Bains glacés pour les malades

Mais aujourd’hui, le taureau ne galope plus. Le courant fort et continu a cédé la place à un escalier où des tronçons presque plats sont séparés par des barrages et autres usines hydroélectriques. «Parfois, par temps de crue, les barrages sont ouverts pour évacuer les eaux. On peut alors redécouvrir toute la vitesse et la force du Rhône d’autrefois.» Enfin, savez-vous pourquoi, à Lyon, l’Hôtel-Dieu a été établi au bord de cet ex-taureau furieux? «Parce qu’il permettait d’offrir des bains surprises aux fous, en guise de traitement de choc. Cette pratique fut abandonnée par la suite, pour je ne sais quelle obscure raison», questionne l’auteur avec humour.

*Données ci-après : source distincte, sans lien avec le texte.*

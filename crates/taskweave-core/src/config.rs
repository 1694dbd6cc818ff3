//! Scheduler configuration.
//!
//! Constructed once by the caller and passed into the scheduler by value;
//! there is no module-level mutable state anywhere in this crate.

use crate::error::CoreError;
use crate::message::MAX_PRIORITY;

/// Immutable configuration for one scheduler instance.
#[derive(Debug, Clone)]
pub struct SchedulerConfig {
    /// Maximum number of rounds before a run is force-terminated as a
    /// timeout failure. Doubles as the circuit breaker for cyclic plans.
    pub max_steps: u32,
    /// Priority assigned to COMMAND messages dispatched for ready nodes.
    pub command_priority: u8,
    /// Priority assigned to agent-to-agent NOTIFICATION messages.
    pub notification_priority: u8,
    /// Priority used when a message is composed without an explicit one.
    pub default_priority: u8,
}

impl Default for SchedulerConfig {
    fn default() -> Self {
        Self {
            max_steps: 15,
            command_priority: 5,
            notification_priority: 3,
            default_priority: 5,
        }
    }
}

impl SchedulerConfig {
    pub fn validate(&self) -> Result<(), CoreError> {
        if self.max_steps == 0 {
            return Err(CoreError::Configuration(
                "max_steps must be at least 1".to_string(),
            ));
        }
        for (name, value) in [
            ("command_priority", self.command_priority),
            ("notification_priority", self.notification_priority),
            ("default_priority", self.default_priority),
        ] {
            if value > MAX_PRIORITY {
                return Err(CoreError::Configuration(format!(
                    "{} must be in 0..={}, got {}",
                    name, MAX_PRIORITY, value
                )));
            }
        }
        Ok(())
    }
}

#[cfg(test)]
mod tests {
    use super::*;

    #[test]
    fn test_default_config_is_valid() {
        let config = SchedulerConfig::default();
        assert!(config.validate().is_ok());
        assert_eq!(config.max_steps, 15);
    }

    #[test]
    fn test_rejects_zero_steps_and_out_of_range_priority() {
        let mut config = SchedulerConfig {
            max_steps: 0,
            ..Default::default()
        };
        assert!(config.validate().is_err());

        config.max_steps = 10;
        config.command_priority = 11;
        assert!(config.validate().is_err());
    }
}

Si Jean-Louis Michelot livre cette vision sensible et érudite de son fleuve préféré, c’est parce que le géographe a été justement hospitalisé de longs mois à l’Hôtel-Dieu et que le Rhône, qu’il voyait depuis son lit, l’a aidé à se remettre. «Je ressens une grande présence à mes côtés, qui me veille et me raconte mille histoires…» Et comme l’auteur a la plume fine, il constate aussi une similitude entre lui et le cours d’eau long de 812 kilomètres. «Il est, comme moi, confiné à son lit, en attente d’une hypothétique rémission, bourré de produits chimiques, et s’écoulant vers la fin de toutes choses…»

Les mots de Hugo

Son ouvrage a de la surface, les magnifiques échappées en canoë-kayak durant lesquelles le naturaliste observe la faune et la flore, saluant au passage le retour de la loutre. Et aussi de la profondeur, à travers les considérations scientifiques et les poètes convoqués. Victor Hugo, par exemple, qui y tient ces propos musclés: «Au Léman, le Rhône est comme un jeune homme, à la Méditerranée, il est comme un vieillard. Là-bas, il n’a encore vu que des montagnes, ici, il a traversé des villes. Dieu lui donne la neige, les hommes lui donnent la fange.»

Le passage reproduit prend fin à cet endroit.